Perfect accuracy is an extremely ambitious goal for any console emulator to aim for, and it’s one that many emulators never come close to. However, the team behind the open source Dolphin emulator took a big step closer to achieving that goal last week, releasing a new version that allows games to be legitimately purchased and downloaded from the Wii Shop Channel.
Accessing Nintendo’s Shop Channel servers from the PC-based emulator isn’t exactly a plug-and-play affair. For starters, you’ll need to use some homemade software on a real Wii to dump the contents of the system’s NAND memory. From there, you’ll need to use some special software tools to extract the certificates and keys Nintendo uses when validating connections to its online servers.
With all that in place, Dolphin version 5.0-2874 can now connect to the Wii Shop Channel servers to download WiiWare and Virtual Console games. The emulator even allows you to redownload games previously purchased on the original Wii itself and allows you to enter a valid credit card to purchase new games. (This is why people use emulators, right?)
While Dolphin users can now access Nintendo’s Shop Channel servers, the emulator clearly can’t connect to the online gameplay servers that Nintendo unceremoniously shut down three years ago.
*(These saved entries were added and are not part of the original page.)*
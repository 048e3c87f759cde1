//! HTTP surface: hand the service scraped batches, get a report back.
//!
//! - `GET  /health`
//! - `POST /report`      → report as JSON
//! - `POST /report/csv`  → report posts as CSV

use std::sync::Arc;

use axum::{
    extract::State,
    http::header,
    response::IntoResponse,
    routing::{get, post},
    Json, Router,
};
use serde::Deserialize;
use tower_http::cors::CorsLayer;

use crate::config::PipelineConfig;
use crate::export;
use crate::pipeline::Pipeline;
use crate::raw::RawRecord;
use crate::report::Report;
use crate::scrape::CategoryBatch;

pub const DEFAULT_REPORT_NAME: &str = "report";

#[derive(Clone)]
pub struct AppState {
    config: Arc<PipelineConfig>,
}

impl AppState {
    pub fn new(config: PipelineConfig) -> Self {
        Self {
            config: Arc::new(config),
        }
    }

    /// Config from `$PIPELINE_CONFIG_PATH` / `config/pipeline.*` / defaults.
    pub fn from_env() -> anyhow::Result<Self> {
        Ok(Self::new(PipelineConfig::load_default()?))
    }

    pub fn config(&self) -> &PipelineConfig {
        &self.config
    }
}

pub fn router(state: AppState) -> Router {
    Router::new()
        .route("/health", get(|| async { "ok" }))
        .route("/report", post(report_json))
        .route("/report/csv", post(report_csv))
        .layer(CorsLayer::very_permissive())
        .with_state(state)
}

#[derive(Debug, Deserialize)]
pub struct ReportRequest {
    #[serde(default)]
    pub name: Option<String>,
    pub batches: Vec<BatchIn>,
}

/// One scraped category as posted by the scraping harness.
#[derive(Debug, Deserialize)]
pub struct BatchIn {
    pub category: String,
    #[serde(default)]
    pub records: Vec<RawRecord>,
    /// Set when the harness could not scrape this category.
    #[serde(default)]
    pub error: Option<String>,
}

impl From<BatchIn> for CategoryBatch {
    fn from(b: BatchIn) -> Self {
        match b.error {
            Some(e) => CategoryBatch::failed(b.category, e),
            None if b.records.is_empty() => CategoryBatch::failed(b.category, "no records scraped"),
            None => CategoryBatch::ok(b.category, b.records),
        }
    }
}

fn run(state: &AppState, req: ReportRequest) -> Report {
    let name = req
        .name
        .filter(|n| !n.trim().is_empty())
        .unwrap_or_else(|| DEFAULT_REPORT_NAME.to_string());
    let batches = req.batches.into_iter().map(CategoryBatch::from).collect();
    Pipeline::new((*state.config).clone()).run(batches, &name)
}

async fn report_json(State(state): State<AppState>, Json(req): Json<ReportRequest>) -> Json<Report> {
    Json(run(&state, req))
}

async fn report_csv(
    State(state): State<AppState>,
    Json(req): Json<ReportRequest>,
) -> impl IntoResponse {
    let report = run(&state, req);
    (
        [(header::CONTENT_TYPE, "text/csv; charset=utf-8")],
        export::to_csv(&report),
    )
}
//! Serializers over a finished [`Report`]: JSON (lossless) and CSV
//! (one row per post, fixed column order).

use std::io::{self, Write};

use anyhow::{Context, Result};

use crate::report::Report;

pub const CSV_HEADER: [&str; 18] = [
    "id",
    "source",
    "category",
    "title",
    "author",
    "handle",
    "url",
    "upvotes",
    "comments",
    "likes",
    "retweets",
    "replies",
    "impressions",
    "views",
    "engagement_score",
    "trending_score",
    "age_in_hours",
    "tags",
];

pub fn to_json(report: &Report) -> Result<String> {
    serde_json::to_string(report).context("serializing report to json")
}

pub fn to_json_pretty(report: &Report) -> Result<String> {
    serde_json::to_string_pretty(report).context("serializing report to json")
}

pub fn from_json(s: &str) -> Result<Report> {
    serde_json::from_str(s).context("parsing report json")
}

fn needs_quotes(field: &str) -> bool {
    field.contains(',') || field.contains('"') || field.contains('\n') || field.contains('\r')
}

/// Quote a field when it contains a separator, quote or line break;
/// embedded quotes are doubled.
pub fn escape_field(field: &str) -> String {
    if needs_quotes(field) {
        format!("\"{}\"", field.replace('"', "\"\""))
    } else {
        field.to_string()
    }
}

/// Write a single CSV row to any writer.
pub fn write_row<W: Write>(mut w: W, row: &[String]) -> io::Result<()> {
    let line = row
        .iter()
        .map(|c| escape_field(c))
        .collect::<Vec<_>>()
        .join(",");
    writeln!(w, "{line}")
}

pub fn write_csv<W: Write>(mut w: W, report: &Report) -> io::Result<()> {
    let header: Vec<String> = CSV_HEADER.iter().map(|s| s.to_string()).collect();
    write_row(&mut w, &header)?;

    for p in &report.posts {
        let e = &p.engagement;
        let row = vec![
            p.id.clone(),
            p.source.as_str().to_string(),
            p.category.clone(),
            p.title.clone(),
            p.author.name.clone(),
            p.author.handle.clone(),
            p.url.clone(),
            e.upvotes.to_string(),
            e.comments.to_string(),
            e.likes.to_string(),
            e.retweets.to_string(),
            e.replies.to_string(),
            e.impressions.to_string(),
            e.views.to_string(),
            format!("{:.2}", p.engagement_score),
            p.trending_score.map(|t| format!("{t:.4}")).unwrap_or_default(),
            p.age_in_hours.map(|a| format!("{a:.1}")).unwrap_or_default(),
            p.tags.iter().cloned().collect::<Vec<_>>().join(";"),
        ];
        write_row(&mut w, &row)?;
    }
    Ok(())
}

pub fn to_csv(report: &Report) -> String {
    let mut buf = Vec::new();
    // writing into a Vec cannot fail
    let _ = write_csv(&mut buf, report);
    String::from_utf8_lossy(&buf).into_owned()
}
//! Collapse posts that are the same item seen through different categories
//! or searches.
//!
//! Identity is `(folded title, folded handle)`. On collision the post with
//! the strictly higher engagement score takes over the slot of the first
//! occurrence; ties keep the first-seen post. Output order is the order in
//! which each key first appeared.

use std::collections::HashMap;

use crate::post::{IdentityKey, Post};
use crate::scoring::Scorer;

#[derive(Debug, Clone, PartialEq)]
pub struct Dedup {
    pub posts: Vec<Post>,
    /// Number of input posts that lost a collision.
    pub dropped: usize,
}

pub fn dedupe(posts: Vec<Post>, scorer: &Scorer) -> Dedup {
    let mut slots: HashMap<IdentityKey, usize> = HashMap::with_capacity(posts.len());
    let mut kept: Vec<(Post, f64)> = Vec::with_capacity(posts.len());
    let mut dropped = 0usize;

    for post in posts {
        let score = scorer.engagement_score(&post);
        let key = post.identity_key();
        match slots.get(&key).copied() {
            Some(i) => {
                dropped += 1;
                if score > kept[i].1 {
                    tracing::debug!(
                        kept = %post.id,
                        replaced = %kept[i].0.id,
                        "duplicate with higher engagement replaces earlier post"
                    );
                    kept[i] = (post, score);
                }
            }
            None => {
                slots.insert(key, kept.len());
                kept.push((post, score));
            }
        }
    }

    Dedup {
        posts: kept.into_iter().map(|(p, _)| p).collect(),
        dropped,
    }
}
Efforts are still being made to set up custom servers and workarounds that serve games like Mario Kart Wii and Super Smash Bros. brawl still play online.
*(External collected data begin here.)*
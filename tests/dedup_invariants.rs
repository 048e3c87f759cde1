// tests/dedup_invariants.rs
use std::collections::{HashMap, HashSet};

use chrono::Utc;
use rand::{rngs::StdRng, Rng, SeedableRng};
use serde_json::json;
use social_digest::dedup::dedupe;
use social_digest::raw::RawRecord;
use social_digest::{Normalizer, Post, Scorer};

fn reddit(title: &str, handle: &str, upvotes: u64, comments: u64, category: &str) -> Post {
    let r: RawRecord = serde_json::from_value(json!({
        "source": "reddit",
        "title": title,
        "author": { "name": handle, "handle": handle },
        "upvotes": upvotes,
        "comments": comments
    }))
    .unwrap();
    Normalizer::new(Utc::now()).normalize(&r, category, 0)
}

#[test]
fn case_and_whitespace_variants_collapse_to_richest() {
    let posts = vec![
        reddit("Hello World", "x", 10, 1, "trending"),
        reddit("hello   world", "x", 3, 20, "search:hello"),
    ];
    let s = Scorer::default();
    // 10*2 + 1*3 = 23 vs 3*2 + 20*3 = 66
    let out = dedupe(posts, &s);
    assert_eq!(out.posts.len(), 1);
    assert_eq!(out.dropped, 1);
    assert_eq!(out.posts[0].engagement.comments, 20);
    assert_eq!(out.posts[0].category, "search:hello");
}

#[test]
fn random_batches_hold_invariants() {
    let mut rng = StdRng::seed_from_u64(42);
    let titles = ["Alpha story", "alpha  STORY", "Beta story", "Gamma story", "beta story"];
    let handles = ["a", "A", "b"];
    let s = Scorer::default();

    for _ in 0..200 {
        let n = rng.random_range(0..30);
        let input: Vec<Post> = (0..n)
            .map(|_| {
                reddit(
                    titles[rng.random_range(0..titles.len())],
                    handles[rng.random_range(0..handles.len())],
                    rng.random_range(0..50),
                    rng.random_range(0..50),
                    "c",
                )
            })
            .collect();

        let mut best: HashMap<_, f64> = HashMap::new();
        let mut first_seen = Vec::new();
        for p in &input {
            let k = p.identity_key();
            let score = s.engagement_score(p);
            let e = best.entry(k.clone()).or_insert(f64::MIN);
            if score > *e {
                *e = score;
            }
            if !first_seen.contains(&k) {
                first_seen.push(k);
            }
        }

        let out = dedupe(input.clone(), &s);
        assert!(out.posts.len() <= input.len());
        assert_eq!(out.posts.len() + out.dropped, input.len());

        let keys: Vec<_> = out.posts.iter().map(Post::identity_key).collect();
        let unique: HashSet<_> = keys.iter().cloned().collect();
        assert_eq!(unique.len(), keys.len(), "duplicate identity keys survived");
        assert_eq!(keys, first_seen, "survivors not in first-occurrence order");

        for p in &out.posts {
            assert_eq!(s.engagement_score(p), best[&p.identity_key()]);
        }
    }
}
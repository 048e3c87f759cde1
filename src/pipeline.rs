//! One batch pass from scraped categories to a finished [`Report`]:
//! normalize → validate → dedupe → score → aggregate.
//!
//! Each stage's output is handed to the next as a plain value; nothing is
//! stashed between calls.

use std::collections::BTreeMap;
use std::time::Instant;

use chrono::{DateTime, Utc};
use metrics::{counter, describe_counter, describe_histogram, histogram};
use once_cell::sync::OnceCell;

use crate::config::PipelineConfig;
use crate::dedup::dedupe;
use crate::normalize::Normalizer;
use crate::post::Post;
use crate::report::{build_report, CategoryError, Report, ReportMetadata, RunStats};
use crate::scoring::Scorer;
use crate::scrape::CategoryBatch;
use crate::validate::{Rejection, Validator};

/// One-time metrics registration (so series show up on /metrics).
fn ensure_metrics_described() {
    static ONCE: OnceCell<()> = OnceCell::new();
    ONCE.get_or_init(|| {
        describe_counter!(
            "pipeline_raw_records_total",
            "Raw records handed to the normalizer."
        );
        describe_counter!(
            "pipeline_invalid_total",
            "Posts dropped by validation rules."
        );
        describe_counter!(
            "pipeline_duplicates_total",
            "Posts collapsed into an earlier duplicate."
        );
        describe_counter!("pipeline_posts_total", "Posts that made it into a report.");
        describe_counter!(
            "pipeline_category_errors_total",
            "Categories whose scrape produced nothing."
        );
        describe_counter!("scrape_errors_total", "Scraper errors per category.");
        describe_histogram!("pipeline_run_ms", "Pipeline run time in milliseconds.");
    });
}

/// Posts that passed validation, plus what was dropped on the way.
#[derive(Debug, Clone, Default, PartialEq)]
pub struct Validated {
    pub posts: Vec<Post>,
    pub raw_records: usize,
    pub dropped_invalid: usize,
    pub rejections: BTreeMap<Rejection, usize>,
    pub errors: Vec<CategoryError>,
}

#[derive(Debug, Clone)]
pub struct Pipeline {
    config: PipelineConfig,
    normalizer: Normalizer,
    validator: Validator,
    scorer: Scorer,
}

impl Pipeline {
    pub fn new(config: PipelineConfig) -> Self {
        Self {
            normalizer: Normalizer::default(),
            validator: Validator::new(config.validation_rules()),
            scorer: config.scorer(),
            config,
        }
    }

    /// Pin the clock used for relative ages and report metadata.
    pub fn with_clock(mut self, now: DateTime<Utc>) -> Self {
        self.normalizer = Normalizer::new(now);
        self
    }

    pub fn config(&self) -> &PipelineConfig {
        &self.config
    }

    pub fn scorer(&self) -> &Scorer {
        &self.scorer
    }

    /// Normalize every record and keep the valid ones. Failed batches are
    /// turned into category errors.
    pub fn normalize_and_validate(&self, batches: Vec<CategoryBatch>) -> Validated {
        let mut out = Validated::default();

        for batch in batches {
            let records = match batch.outcome {
                Ok(records) => records,
                Err(error) => {
                    out.errors.push(CategoryError {
                        category: batch.category,
                        error,
                    });
                    continue;
                }
            };

            out.raw_records += records.len();
            for (ordinal, raw) in records.iter().enumerate() {
                let post = self.normalizer.normalize(raw, &batch.category, ordinal);
                match self.validator.check(&post) {
                    Ok(()) => out.posts.push(post),
                    Err(reason) => {
                        tracing::debug!(
                            id = %post.id,
                            category = %batch.category,
                            reason = reason.as_str(),
                            "dropping invalid post"
                        );
                        out.dropped_invalid += 1;
                        *out.rejections.entry(reason).or_default() += 1;
                    }
                }
            }
        }
        out
    }

    /// Full run over scraped batches. Always yields a report, even when every
    /// category failed.
    pub fn run(&self, batches: Vec<CategoryBatch>, name: &str) -> Report {
        ensure_metrics_described();
        let t0 = Instant::now();

        let categories: Vec<String> = batches.iter().map(|b| b.category.clone()).collect();
        let validated = self.normalize_and_validate(batches);

        let deduped = dedupe(validated.posts, &self.scorer);
        let scored: Vec<Post> = deduped
            .posts
            .into_iter()
            .map(|p| self.scorer.apply(p))
            .collect();

        let stats = RunStats {
            raw_records: validated.raw_records,
            dropped_invalid: validated.dropped_invalid,
            dropped_duplicates: deduped.dropped,
            rejections: validated.rejections,
            errors: validated.errors,
        };

        counter!("pipeline_raw_records_total").increment(stats.raw_records as u64);
        counter!("pipeline_invalid_total").increment(stats.dropped_invalid as u64);
        counter!("pipeline_duplicates_total").increment(stats.dropped_duplicates as u64);
        counter!("pipeline_posts_total").increment(scored.len() as u64);
        counter!("pipeline_category_errors_total").increment(stats.errors.len() as u64);

        tracing::info!(
            report = name,
            raw = stats.raw_records,
            invalid = stats.dropped_invalid,
            duplicates = stats.dropped_duplicates,
            posts = scored.len(),
            failed_categories = stats.errors.len(),
            "pipeline run finished"
        );

        let metadata = ReportMetadata::new(name, self.normalizer.now(), categories);
        let report = build_report(scored, metadata, stats, &self.config.report_options());

        histogram!("pipeline_run_ms").record(t0.elapsed().as_secs_f64() * 1_000.0);
        report
    }
}

#[cfg(test)]
mod tests {
    use super::*;
    use crate::raw::{MetricValue, RawRecord, RedditRaw};
    use chrono::TimeZone;

    fn reddit(title: &str, author: &str, upvotes: u64) -> RawRecord {
        RawRecord::Reddit(RedditRaw {
            title: Some(title.into()),
            author: Some(crate::raw::AuthorField::Text(author.into())),
            upvotes: Some(MetricValue::from(upvotes)),
            ..RedditRaw::default()
        })
    }

    #[test]
    fn counts_rejections_by_reason() {
        let p = Pipeline::new(PipelineConfig::default())
            .with_clock(Utc.with_ymd_and_hms(2025, 1, 1, 0, 0, 0).unwrap());
        let v = p.normalize_and_validate(vec![
            CategoryBatch::ok(
                "rust",
                vec![
                    reddit("", "a", 3),
                    reddit("short", "a", 3),
                    reddit("Long enough title", "a", 3),
                    reddit("Long enough title too", "a", 0),
                ],
            ),
            CategoryBatch::failed("ask", "timeout"),
        ]);
        assert_eq!(v.raw_records, 4);
        assert_eq!(v.posts.len(), 1);
        assert_eq!(v.dropped_invalid, 3);
        assert_eq!(v.rejections[&Rejection::EmptyTitle], 1);
        assert_eq!(v.rejections[&Rejection::TitleTooShort], 1);
        assert_eq!(v.rejections[&Rejection::NoContentSignal], 1);
        assert_eq!(v.errors.len(), 1);
        assert_eq!(v.errors[0].category, "ask");
    }

    #[test]
    fn all_failed_still_reports() {
        let r = Pipeline::new(PipelineConfig::default()).run(
            vec![
                CategoryBatch::failed("a", "boom"),
                CategoryBatch::failed("b", "boom"),
            ],
            "empty",
        );
        assert_eq!(r.summary.total_posts, 0);
        assert_eq!(r.summary.errors.len(), 2);
        assert_eq!(r.category_breakdown.len(), 2);
        assert_eq!(r.metadata.categories, vec!["a".to_string(), "b".to_string()]);
    }
}
use super::fields::{self, BareAuthor, IdMarker};
use super::{title_and_body, Draft};
use crate::post::Engagement;
use crate::raw::{RedditRaw, SourceFamily};

pub(super) fn draft(r: &RedditRaw) -> Draft<'_> {
    let body = fields::first_text([
        r.content.as_deref(),
        r.selftext.as_deref(),
        r.body.as_deref(),
    ]);
    let (title, content) = title_and_body(r.title.as_deref(), body, r.text.as_deref());

    Draft {
        source: SourceFamily::Reddit,
        id: r.id.as_deref(),
        id_marker: IdMarker::After("comments"),
        // listing `url` is the outbound link for link posts; the permalink is the post
        url: fields::first_text([r.permalink.as_deref(), r.url.as_deref()]),
        title,
        content,
        author: fields::parse_author(
            r.author.as_ref(),
            fields::first_text([r.handle.as_deref(), r.username.as_deref()]),
            BareAuthor::Username,
        ),
        category_hint: r
            .subreddit
            .as_deref()
            .map(|s| s.trim().trim_start_matches("r/")),
        timestamp: fields::first_timestamp([
            r.timestamp.as_ref(),
            r.created_utc.as_ref(),
            r.created.as_ref(),
        ]),
        engagement: Engagement {
            upvotes: fields::first_metric([r.upvotes.as_ref(), r.score.as_ref(), r.ups.as_ref()]),
            comments: fields::first_metric([r.comments.as_ref(), r.num_comments.as_ref()]),
            views: fields::metric_or_zero(r.views.as_ref()),
            ..Engagement::default()
        },
        tags: r.tags.as_ref().or(r.flair.as_ref()),
        mentions: r.mentions.as_ref(),
    }
}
The new store channel access comes on top of years of previous work to turn Dolphin, which started as a GameCube emulator, into a full-featured Wii emulator. That effort has led to a maniacal quest for accuracy in the high-level emulation of the IOS core housed on the Wii’s ARM coprocessor, as well as the interprocessor communication protocol that allows the Wii’s chips to work together seamlessly.
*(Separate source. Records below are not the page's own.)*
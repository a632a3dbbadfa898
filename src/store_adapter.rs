//! String-keyed, string-valued persistence used by the catalog.
//!
//! Production code uses the LMDB-backed [`crate::local_db_state::AppDbState`];
//! [`MemoryStore`] backs tests and throwaway instances.

use std::collections::HashMap;
use std::sync::{Mutex, MutexGuard};

use crate::errors::{StoreError, StoreResult};

pub trait StoreAdapter {
    /// Returns `None` when nothing was ever written under `key`.
    fn read(&self, key: &str) -> StoreResult<Option<String>>;
    /// Replaces the value under `key` wholesale.
    fn write(&self, key: &str, value: &str) -> StoreResult<()>;
    /// Removes `key`; returns whether it existed.
    fn remove(&self, key: &str) -> StoreResult<bool>;
    /// Removes every key; returns how many were removed.
    fn clear(&self) -> StoreResult<usize>;
}

impl<S: StoreAdapter + ?Sized> StoreAdapter for &S {
    fn read(&self, key: &str) -> StoreResult<Option<String>> {
        (**self).read(key)
    }

    fn write(&self, key: &str, value: &str) -> StoreResult<()> {
        (**self).write(key, value)
    }

    fn remove(&self, key: &str) -> StoreResult<bool> {
        (**self).remove(key)
    }

    fn clear(&self) -> StoreResult<usize> {
        (**self).clear()
    }
}

impl<S: StoreAdapter + ?Sized> StoreAdapter for std::sync::Arc<S> {
    fn read(&self, key: &str) -> StoreResult<Option<String>> {
        (**self).read(key)
    }

    fn write(&self, key: &str, value: &str) -> StoreResult<()> {
        (**self).write(key, value)
    }

    fn remove(&self, key: &str) -> StoreResult<bool> {
        (**self).remove(key)
    }

    fn clear(&self) -> StoreResult<usize> {
        (**self).clear()
    }
}

#[derive(Debug, Default)]
pub struct MemoryStore {
    values: Mutex<HashMap<String, String>>,
}

impl MemoryStore {
    pub fn new() -> Self {
        Self::default()
    }

    fn values(&self) -> StoreResult<MutexGuard<'_, HashMap<String, String>>> {
        self.values.lock().map_err(|_| StoreError::Closed)
    }
}

impl StoreAdapter for MemoryStore {
    fn read(&self, key: &str) -> StoreResult<Option<String>> {
        Ok(self.values()?.get(key).cloned())
    }

    fn write(&self, key: &str, value: &str) -> StoreResult<()> {
        self.values()?.insert(key.to_string(), value.to_string());
        Ok(())
    }

    fn remove(&self, key: &str) -> StoreResult<bool> {
        Ok(self.values()?.remove(key).is_some())
    }

    fn clear(&self) -> StoreResult<usize> {
        let mut values = self.values()?;
        let count = values.len();
        values.clear();
        Ok(count)
    }
}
That high-level emulation has allowed Dolphin to recreate many very low-level features found on the actual Wii hardware. The emulator can now download the required system update files directly from the Nintendo servers, copy games to and from a virtual SD card, and even install channels and content from games such as Wii Fit and Dragon Quest X (which encode data using a proprietary and little-understood Wii file system). We can’t wait to see how much further the Dolphin team can go in perfectly mimicking the functionality of Nintendo’s most popular home console.